The news is not likely to be well received by the legions of GMO Freedom activists that currently populate Europe and other affected areas. Genetically modified organisms, aka GMOs, have been linked to various negative health effects including allergies and even organ damage and cancer. Russia banned American GMO imports following a French study showing massive tumors in lab rats that consumed the corn as well as Monsanto’s Roundup, its controversial, signature weed killing chemical that has also been linked to cancer.

Monsanto GMO Bailout in Europe A Sign of Things to Come?

The announcement is also the latest in a series of events and articles showing that Monsanto is seen as “too big to fail” by powerful government interests from the U.S. to Europe even as the movement for GMO freedom seems to grow by the day.

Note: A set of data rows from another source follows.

//! Records returned by the repository gateway.

use serde::{Deserialize, Serialize};
use std::fmt;
use std::str::FromStr;
use thiserror::Error;

/// Owner/name pair identifying a repository.
#[derive(Debug, Clone, PartialEq, Eq, Hash, Serialize, Deserialize)]
pub struct RepositoryIdentity {
    pub owner: String,
    pub name: String,
}

#[derive(Debug, Error, PartialEq, Eq)]
pub enum IdentityError {
    #[error("repository reference is empty")]
    Empty,
    #[error("'{0}' is not a repository reference; expected owner/name or a GitHub URL")]
    Invalid(String),
}

impl RepositoryIdentity {
    pub fn new(owner: impl Into<String>, name: impl Into<String>) -> Self {
        Self {
            owner: owner.into(),
            name: name.into(),
        }
    }

    /// Parse `owner/name`, `github.com/owner/name(.git)` or a full GitHub URL.
    ///
    /// Trailing path segments such as `/tree/main/src` are ignored.
    pub fn parse(input: &str) -> Result<Self, IdentityError> {
        let trimmed = input.trim();
        if trimmed.is_empty() {
            return Err(IdentityError::Empty);
        }

        let mut rest = trimmed;
        for prefix in ["https://", "http://", "git@github.com:", "ssh://git@"] {
            if let Some(stripped) = rest.strip_prefix(prefix) {
                rest = stripped;
                break;
            }
        }
        rest = rest.strip_prefix("www.").unwrap_or(rest);
        rest = rest.strip_prefix("github.com/").unwrap_or(rest);
        let rest = rest.split(['?', '#']).next().unwrap_or_default();

        let mut segments = rest.split('/').filter(|s| !s.is_empty());
        let (Some(owner), Some(name)) = (segments.next(), segments.next()) else {
            return Err(IdentityError::Invalid(trimmed.to_string()));
        };
        let name = name.strip_suffix(".git").unwrap_or(name);

        if !is_valid_segment(owner) || !is_valid_segment(name) {
            return Err(IdentityError::Invalid(trimmed.to_string()));
        }
        Ok(Self::new(owner, name))
    }

    /// `owner/name`
    pub fn full_name(&self) -> String {
        format!("{}/{}", self.owner, self.name)
    }

    /// `owner_name`, the persisted cache key.
    pub fn cache_key(&self) -> String {
        format!("{}_{}", self.owner, self.name)
    }
}

fn is_valid_segment(segment: &str) -> bool {
    !segment.is_empty()
        && segment != "."
        && segment != ".."
        && segment
            .chars()
            .all(|c| c.is_ascii_alphanumeric() || matches!(c, '-' | '_' | '.'))
}

impl fmt::Display for RepositoryIdentity {
    fn fmt(&self, f: &mut fmt::Formatter<'_>) -> fmt::Result {
        write!(f, "{}/{}", self.owner, self.name)
    }
}

impl FromStr for RepositoryIdentity {
    type Err = IdentityError;

    fn from_str(s: &str) -> Result<Self, Self::Err> {
        Self::parse(s)
    }
}

/// Repository-level metadata, fetched once per analysis.
#[derive(Debug, Clone, Default, PartialEq, Serialize, Deserialize)]
pub struct RepoMetadata {
    pub full_name: String,
    pub description: Option<String>,
    pub html_url: String,
    pub stars: u64,
    pub forks: u64,
    pub watchers: u64,
    pub open_issues: u64,
    pub primary_language: Option<String>,
    pub created_at: Option<String>,
    pub updated_at: Option<String>,
    /// Last push timestamp (RFC 3339); the cache freshness hint.
    pub pushed_at: Option<String>,
    pub license: Option<String>,
    #[serde(default)]
    pub topics: Vec<String>,
    pub default_branch: String,
    #[serde(default)]
    pub archived: bool,
}

#[derive(Debug, Clone, PartialEq, Serialize, Deserialize)]
pub struct CommitSummary {
    pub sha: String,
    /// First line of the commit message.
    pub message: String,
    pub author: Option<String>,
    pub date: Option<String>,
}

#[derive(Debug, Clone, PartialEq, Serialize, Deserialize)]
pub struct IssueSummary {
    pub number: u64,
    pub title: String,
    pub state: String,
    /// The issues endpoint also lists pull requests.
    pub is_pull_request: bool,
    pub created_at: Option<String>,
    #[serde(default)]
    pub labels: Vec<String>,
}

#[derive(Debug, Clone, PartialEq, Serialize, Deserialize)]
pub struct Contributor {
    pub login: String,
    pub contributions: u64,
}

/// Issue state filter.
#[derive(Debug, Clone, Copy, PartialEq, Eq, Default)]
pub enum IssueState {
    #[default]
    Open,
    Closed,
    All,
}

impl IssueState {
    pub fn as_str(&self) -> &'static str {
        match self {
            IssueState::Open => "open",
            IssueState::Closed => "closed",
            IssueState::All => "all",
        }
    }
}

/// Kind of a repository tree entry.
#[derive(Debug, Clone, Copy, PartialEq, Eq, Hash, Serialize, Deserialize)]
#[serde(rename_all = "lowercase")]
pub enum EntryKind {
    File,
    Dir,
}

/// One entry of a directory listing.
#[derive(Debug, Clone, PartialEq, Eq)]
pub struct ContentEntry {
    pub name: String,
    pub path: String,
    /// `None` for symlinks and submodules.
    pub kind: Option<EntryKind>,
    pub size: u64,
}

impl ContentEntry {
    pub fn to_file_entry(&self) -> Option<RepoFileEntry> {
        self.kind.map(|kind| RepoFileEntry {
            path: self.path.trim_start_matches('/').to_string(),
            kind,
        })
    }
}

/// A collected tree entry: repo-root-relative, forward-slash path.
#[derive(Debug, Clone, PartialEq, Eq, Hash, Serialize, Deserialize)]
pub struct RepoFileEntry {
    pub path: String,
    #[serde(rename = "type")]
    pub kind: EntryKind,
}

impl RepoFileEntry {
    pub fn file(path: impl Into<String>) -> Self {
        Self {
            path: path.into(),
            kind: EntryKind::File,
        }
    }

    pub fn dir(path: impl Into<String>) -> Self {
        Self {
            path: path.into(),
            kind: EntryKind::Dir,
        }
    }

    pub fn is_file(&self) -> bool {
        self.kind == EntryKind::File
    }

    /// Last path segment.
    pub fn file_name(&self) -> &str {
        self.path.rsplit('/').next().unwrap_or(&self.path)
    }
}
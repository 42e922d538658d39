//! Typed access to the GitHub REST API.
//!
//! [`GitHubGateway`] implements [`RepositorySource`], the seam the analysis
//! pipeline depends on. Tests substitute their own sources.

mod gateway;
mod types;

pub use gateway::{
    decode_base64_content, GitHubGateway, RepositorySource, DEFAULT_API_BASE, DEFAULT_PAGE_SIZE,
    GITHUB_SERVICE,
};
pub use types::{
    CommitSummary, ContentEntry, Contributor, EntryKind, IdentityError, IssueState, IssueSummary,
    RepoFileEntry, RepoMetadata, RepositoryIdentity,
};
impl GitHubGateway {
    /// Create a gateway. Blank tokens are treated as absent.
    pub fn new(client: RemoteClient, api_base: &str, token: Option<String>) -> Result<Self> {
        let api_base = Url::parse(api_base.trim())
            .with_context(|| format!("invalid GitHub API base URL '{api_base}'"))?;
        if api_base.cannot_be_a_base() {
            anyhow::bail!("GitHub API base URL '{api_base}' cannot carry a path");
        }
        let token = token
            .map(|t| t.trim().to_string())
            .filter(|t| !t.is_empty());
        Ok(Self {
            client,
            api_base,
            token,
        })
    }

    pub fn is_authenticated(&self) -> bool {
        self.token.is_some()
    }

    /// `{base}/repos/{owner}/{name}/{tail...}` with each segment percent-encoded.
    fn endpoint(&self, repo: &RepositoryIdentity, tail: &[&str]) -> Url {
        let mut url = self.api_base.clone();
        if let Ok(mut segments) = url.path_segments_mut() {
            segments
                .pop_if_empty()
                .extend(["repos", repo.owner.as_str(), repo.name.as_str()])
                .extend(tail.iter().flat_map(|t| t.split('/')).filter(|s| !s.is_empty()));
        }
        url
    }

    async fn fetch<T: DeserializeOwned>(
        &self,
        repo: &RepositoryIdentity,
        tail: &[&str],
        query: &[(&str, String)],
    ) -> Result<T, RemoteError> {
        let url = self.endpoint(repo, tail);
        let resource = url.path().to_string();
        let value: Value = self
            .client
            .send_json(GITHUB_SERVICE, &resource, self.is_authenticated(), |http| {
                let builder = http.get(url.clone()).header(ACCEPT, GITHUB_ACCEPT).query(query);
                match &self.token {
                    Some(token) => builder.header(AUTHORIZATION, format!("Bearer {token}")),
                    None => builder,
                }
            })
            .await?;
        serde_json::from_value(value).map_err(|e| RemoteError::Decode {
            service: GITHUB_SERVICE.to_string(),
            message: format!("{resource}: {e}"),
        })
    }

    /// Fetch, logging and defaulting on any failure.
    async fn fetch_or_default<T: DeserializeOwned + Default>(
        &self,
        repo: &RepositoryIdentity,
        tail: &[&str],
        query: &[(&str, String)],
    ) -> T {
        match self.fetch(repo, tail, query).await {
            Ok(value) => value,
            Err(e) => {
                tracing::debug!(
                    target: "repolens::github",
                    owner = %repo.owner,
                    repo = %repo.name,
                    endpoint = %tail.join("/"),
                    error = %e,
                    "request failed, using empty default"
                );
                T::default()
            }
        }
    }
}

#[async_trait]
impl RepositorySource for GitHubGateway {
    async fn repo_info(&self, repo: &RepositoryIdentity) -> Result<RepoMetadata, RemoteError> {
        let raw: RawRepo = self.fetch(repo, &[], &[]).await?;
        Ok(raw.into_metadata(repo))
    }

    async fn languages(&self, repo: &RepositoryIdentity) -> BTreeMap<String, u64> {
        self.fetch_or_default(repo, &["languages"], &[]).await
    }

    async fn readme(&self, repo: &RepositoryIdentity) -> Option<String> {
        let raw: Option<RawFile> = self.fetch_or_default(repo, &["readme"], &[]).await;
        raw.and_then(|f| f.decode())
    }

    async fn commits(&self, repo: &RepositoryIdentity, per_page: u32) -> Vec<CommitSummary> {
        let raw: Vec<RawCommit> = self
            .fetch_or_default(repo, &["commits"], &[("per_page", per_page.to_string())])
            .await;
        raw.into_iter().map(RawCommit::into_summary).collect()
    }

    async fn issues(
        &self,
        repo: &RepositoryIdentity,
        state: IssueState,
        per_page: u32,
    ) -> Vec<IssueSummary> {
        let query = [
            ("state", state.as_str().to_string()),
            ("per_page", per_page.to_string()),
        ];
        let raw: Vec<RawIssue> = self.fetch_or_default(repo, &["issues"], &query).await;
        raw.into_iter().map(RawIssue::into_summary).collect()
    }

    async fn contributors(&self, repo: &RepositoryIdentity, per_page: u32) -> Vec<Contributor> {
        let raw: Vec<RawContributor> = self
            .fetch_or_default(
                repo,
                &["contributors"],
                &[("per_page", per_page.to_string())],
            )
            .await;
        raw.into_iter()
            .map(|c| Contributor {
                login: c.login,
                contributions: c.contributions,
            })
            .collect()
    }

    async fn contents(&self, repo: &RepositoryIdentity, path: &str) -> Vec<ContentEntry> {
        // A file path answers with an object rather than an array.
        let raw: Value = self.fetch_or_default(repo, &["contents", path], &[]).await;
        let Value::Array(items) = raw else {
            return Vec::new();
        };
        items
            .into_iter()
            .filter_map(|item| serde_json::from_value::<RawEntry>(item).ok())
            .map(RawEntry::into_entry)
            .collect()
    }

    async fn file_content(&self, repo: &RepositoryIdentity, path: &str) -> Option<String> {
        let raw: Value = self.fetch_or_default(repo, &["contents", path], &[]).await;
        serde_json::from_value::<RawFile>(raw).ok()?.decode()
    }
}

/// Decode a base64 contents payload, ignoring the embedded line breaks.
pub fn decode_base64_content(encoded: &str) -> Option<String> {
    let compact: String = encoded.chars().filter(|c| !c.is_whitespace()).collect();
    let bytes = STANDARD.decode(compact).ok()?;
    String::from_utf8(bytes).ok()
}

#[derive(Debug, Deserialize)]
struct RawRepo {
    #[serde(default)]
    full_name: String,
    description: Option<String>,
    #[serde(default)]
    html_url: String,
    #[serde(default)]
    stargazers_count: u64,
    #[serde(default)]
    forks_count: u64,
    #[serde(default)]
    watchers_count: u64,
    #[serde(default)]
    open_issues_count: u64,
    language: Option<String>,
    created_at: Option<String>,
    updated_at: Option<String>,
    pushed_at: Option<String>,
    license: Option<RawLicense>,
    #[serde(default)]
    topics: Vec<String>,
    default_branch: Option<String>,
    #[serde(default)]
    archived: bool,
}

#[derive(Debug, Deserialize)]
struct RawLicense {
    name: Option<String>,
    spdx_id: Option<String>,
}

impl RawRepo {
    fn into_metadata(self, repo: &RepositoryIdentity) -> RepoMetadata {
        let full_name = if self.full_name.is_empty() {
            repo.full_name()
        } else {
            self.full_name
        };
        RepoMetadata {
            html_url: if self.html_url.is_empty() {
                format!("https://github.com/{full_name}")
            } else {
                self.html_url
            },
            full_name,
            description: self.description.filter(|d| !d.trim().is_empty()),
            stars: self.stargazers_count,
            forks: self.forks_count,
            watchers: self.watchers_count,
            open_issues: self.open_issues_count,
            primary_language: self.language,
            created_at: self.created_at,
            updated_at: self.updated_at,
            pushed_at: self.pushed_at,
            license: self.license.and_then(|l| l.name.or(l.spdx_id)),
            topics: self.topics,
            default_branch: self.default_branch.unwrap_or_else(|| "main".to_string()),
            archived: self.archived,
        }
    }
}

#[derive(Debug, Deserialize)]
struct RawFile {
    content: Option<String>,
    encoding: Option<String>,
}

impl RawFile {
    fn decode(self) -> Option<String> {
        let content = self.content?;
        match self.encoding.as_deref() {
            Some("base64") | None => decode_base64_content(&content),
            Some(_) => Some(content),
        }
    }
}

#[derive(Debug, Deserialize)]
struct RawCommit {
    #[serde(default)]
    sha: String,
    commit: RawCommitDetail,
    author: Option<RawUser>,
}
//! Network-free ranking over heuristic scores.

use super::{RankedFiles, TOP_FILES};
use crate::types::RankingMode;
use repolens_analyze::{has_nesting, sort_by_score, ScoredFile};

/// The five highest-scoring files, ties broken by path.
pub fn top_files(scored: &[ScoredFile]) -> Vec<ScoredFile> {
    let mut files = scored.to_vec();
    sort_by_score(&mut files);
    files.truncate(TOP_FILES);
    files
}

/// Rank by heuristic score alone.
///
/// Nested repositories are reported in folder mode; the key folders
/// themselves come from [`repolens_analyze::identify_key_folders`].
pub fn rank_heuristic(scored: &[ScoredFile]) -> RankedFiles {
    let mode = if has_nesting(scored) {
        RankingMode::HeuristicFolders
    } else {
        RankingMode::HeuristicFiles
    };
    RankedFiles {
        mode,
        files: top_files(scored),
    }
}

Wikileaks earlier revealed that United States diplomats essentially work for Monsanto to push their products and seeds around the world, a company that moved from producing Agent Orange during the Vietnam War to using their chemicals and other materials to take over the seed industry. President Barack
Obama has also appointed two former top Monsanto employees, Michael Taylor and Tom Vilsack, to high ranking food/safety positions in the U.S. government.

European activists are known to march by the thousands against GMOs, as they wish to keep their food supply free of the lab-created U.S. crops despite best attempts by the European Union and other bodies to usurp the wishes of the people. Recently, French protesters burned GM soy that had been imported as animal feed and Italian protesters burned experimental GMO trees.

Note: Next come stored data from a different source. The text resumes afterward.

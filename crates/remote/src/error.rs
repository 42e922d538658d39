//! Error taxonomy for remote HTTP calls.

use reqwest::header::HeaderMap;
use reqwest::StatusCode;
use thiserror::Error;

/// Maximum characters of a response body kept in a [`RemoteError::Status`].
const BODY_EXCERPT_CHARS: usize = 200;

/// Errors produced by a remote call.
///
/// Every client-error variant renders as `"<service> API error: 4xx ..."`, so a
/// message-level check for `"error: 4"` agrees with [`RemoteError::is_client_error`].
#[derive(Debug, Error)]
pub enum RemoteError {
    #[error("{service} API error: {status} rate limit exceeded. {}", rate_limit_hint(.authenticated))]
    RateLimited {
        service: String,
        status: u16,
        authenticated: bool,
    },

    #[error("{service} API error: 404 {resource} not found. Check the name; private repositories also need a token with access.")]
    NotFound { service: String, resource: String },

    #[error("{service} API error: 403 access to {resource} is forbidden. The repository may be private; configure a token that can read it.")]
    Forbidden { service: String, resource: String },

    #[error("{service} API error: 401 credentials were rejected. Check the configured API key.")]
    Unauthorized { service: String },

    #[error("{service} API error: {status} {body}")]
    Status {
        service: String,
        status: u16,
        body: String,
    },

    #[error("{service} request failed: {source}")]
    Network {
        service: String,
        #[source]
        source: reqwest::Error,
    },

    #[error("{service} request timed out after {after_ms} ms")]
    Timeout { service: String, after_ms: u64 },

    #[error("{service} returned an unexpected payload: {message}")]
    Decode { service: String, message: String },
}

fn rate_limit_hint(authenticated: &bool) -> &'static str {
    if *authenticated {
        "The token's quota (~5000 requests/hour) is used up; wait for the limit to reset."
    } else {
        "Unauthenticated requests are limited to ~60/hour; configure a GitHub token to raise the limit to ~5000/hour."
    }
}

/// True when an error message names a 4xx client error.
pub fn is_client_error_message(message: &str) -> bool {
    message.contains("error: 4")
}

impl RemoteError {
    /// Map a non-success HTTP response to an error.
    ///
    /// A 403 counts as rate limiting when the remaining-quota header reads 0
    /// or when the request carried no credential.
    pub fn from_response(
        service: &str,
        resource: &str,
        status: StatusCode,
        headers: &HeaderMap,
        body: &str,
        authenticated: bool,
    ) -> Self {
        let service = service.to_string();
        let quota_exhausted = headers
            .get("x-ratelimit-remaining")
            .and_then(|v| v.to_str().ok())
            .is_some_and(|v| v.trim() == "0");

        match status.as_u16() {
            401 => RemoteError::Unauthorized { service },
            403 if quota_exhausted || !authenticated => RemoteError::RateLimited {
                service,
                status: 403,
                authenticated,
            },
            403 => RemoteError::Forbidden {
                service,
                resource: resource.to_string(),
            },
            404 => RemoteError::NotFound {
                service,
                resource: resource.to_string(),
            },
            429 => RemoteError::RateLimited {
                service,
                status: 429,
                authenticated,
            },
            code => RemoteError::Status {
                service,
                status: code,
                body: excerpt(body),
            },
        }
    }

    /// Wrap a transport error, separating timeouts from other failures.
    pub fn transport(service: &str, err: reqwest::Error, timeout_ms: u64) -> Self {
        if err.is_timeout() {
            RemoteError::Timeout {
                service: service.to_string(),
                after_ms: timeout_ms,
            }
        } else {
            RemoteError::Network {
                service: service.to_string(),
                source: err,
            }
        }
    }

    /// HTTP status carried by the error, if any.
    pub fn status(&self) -> Option<u16> {
        match self {
            RemoteError::RateLimited { status, .. } | RemoteError::Status { status, .. } => {
                Some(*status)
            }
            RemoteError::NotFound { .. } => Some(404),
            RemoteError::Forbidden { .. } => Some(403),
            RemoteError::Unauthorized { .. } => Some(401),
            RemoteError::Network { .. } | RemoteError::Timeout { .. } | RemoteError::Decode { .. } => {
                None
            }
        }
    }

    /// 4xx errors are terminal: retrying cannot change the answer.
    pub fn is_client_error(&self) -> bool {
        matches!(self.status(), Some(400..=499))
    }

    pub fn is_rate_limited(&self) -> bool {
        matches!(self, RemoteError::RateLimited { .. })
    }

    pub fn is_not_found(&self) -> bool {
        matches!(self, RemoteError::NotFound { .. })
    }
}

fn excerpt(body: &str) -> String {
    let trimmed = body.trim();
    if trimmed.chars().count() <= BODY_EXCERPT_CHARS {
        return trimmed.to_string();
    }
    let mut out: String = trimmed.chars().take(BODY_EXCERPT_CHARS).collect();
    out.push_str("...");
    out
}

#[cfg(test)]
mod tests {
    use super::*;
    use reqwest::header::HeaderValue;

    fn headers_with_remaining(value: &str) -> HeaderMap {
        let mut headers = HeaderMap::new();
        headers.insert("x-ratelimit-remaining", HeaderValue::from_str(value).unwrap());
        headers
    }

    #[test]
    fn forbidden_with_exhausted_quota_is_rate_limit() {
        let err = RemoteError::from_response(
            "GitHub",
            "/repos/octo/demo",
            StatusCode::FORBIDDEN,
            &headers_with_remaining("0"),
            "",
            true,
        );
        assert!(err.is_rate_limited());
        assert!(err.to_string().contains("5000"));
    }

    #[test]
    fn forbidden_without_token_mentions_unauthenticated_limit() {
        let err = RemoteError::from_response(
            "GitHub",
            "/repos/octo/demo",
            StatusCode::FORBIDDEN,
            &HeaderMap::new(),
            "",
            false,
        );
        assert!(err.is_rate_limited());
        let message = err.to_string();
        assert!(message.contains("~60/hour"), "{message}");
        assert!(message.contains("~5000/hour"), "{message}");
    }

    #[test]
    fn forbidden_with_token_and_quota_is_private_repo() {
        let err = RemoteError::from_response(
            "GitHub",
            "/repos/octo/secret",
            StatusCode::FORBIDDEN,
            &headers_with_remaining("4999"),
            "",
            true,
        );
        assert!(matches!(err, RemoteError::Forbidden { .. }));
        assert!(err.to_string().contains("private"));
    }

    #[test]
    fn client_errors_carry_the_message_marker() {
        let cases = [
            StatusCode::UNAUTHORIZED,
            StatusCode::NOT_FOUND,
            StatusCode::UNPROCESSABLE_ENTITY,
            StatusCode::TOO_MANY_REQUESTS,
        ];
        for status in cases {
            let err =
                RemoteError::from_response("GitHub", "/x", status, &HeaderMap::new(), "{}", true);
            assert!(err.is_client_error(), "{status}");
            assert!(is_client_error_message(&err.to_string()), "{err}");
        }
    }

    #[test]
    fn server_errors_are_not_client_errors() {
        let err = RemoteError::from_response(
            "GitHub",
            "/x",
            StatusCode::BAD_GATEWAY,
            &HeaderMap::new(),
            "upstream",
            true,
        );
        assert!(!err.is_client_error());
        assert!(!is_client_error_message(&err.to_string()));
    }

    #[test]
    fn long_bodies_are_truncated() {
        let body = "x".repeat(1000);
        let err = RemoteError::from_response(
            "LLM",
            "/chat/completions",
            StatusCode::INTERNAL_SERVER_ERROR,
            &HeaderMap::new(),
            &body,
            true,
        );
        match err {
            RemoteError::Status { body, .. } => assert_eq!(body.len(), BODY_EXCERPT_CHARS + 3),
            other => panic!("unexpected variant: {other:?}"),
        }
    }
}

The French cancer study woke up thousands of people to the likely dangers of GMO foods, but perhaps most alarming is how they are crowding out virtually all other types of crops and food in general.

The media often refuses to mention that GMOs cross contaminate all other crops nearby, ruining biodiversity and hurting organic and conventional farmers who receive higher prices for their crops if they’re certified to be non-GMO.
Many farmers have even been sued for patent infringement by Monsanto when the company’s “intellectual property” i.e. patented materials are found within their plants, materials they never wanted in the first place. The organic farmers have argued in several lawsuits that the burden to prevent cross contamination should be on Monsanto, especially since they are the ones responsible for all cross contamination in the first place.

In response to news of the GMO bailout, CEE Bankwatch, “together with 157 NGOs from all over the world, are this week sending a letter to the management of the EBRDarguing against the approval of this financial aid package for Monsanto and also calling on the bank to reassess its approach to food security, from a focus on promoting large-scale industrial farming to encouraging more sustainable, biodiversity friendly and smaller scale farms,” according to the article.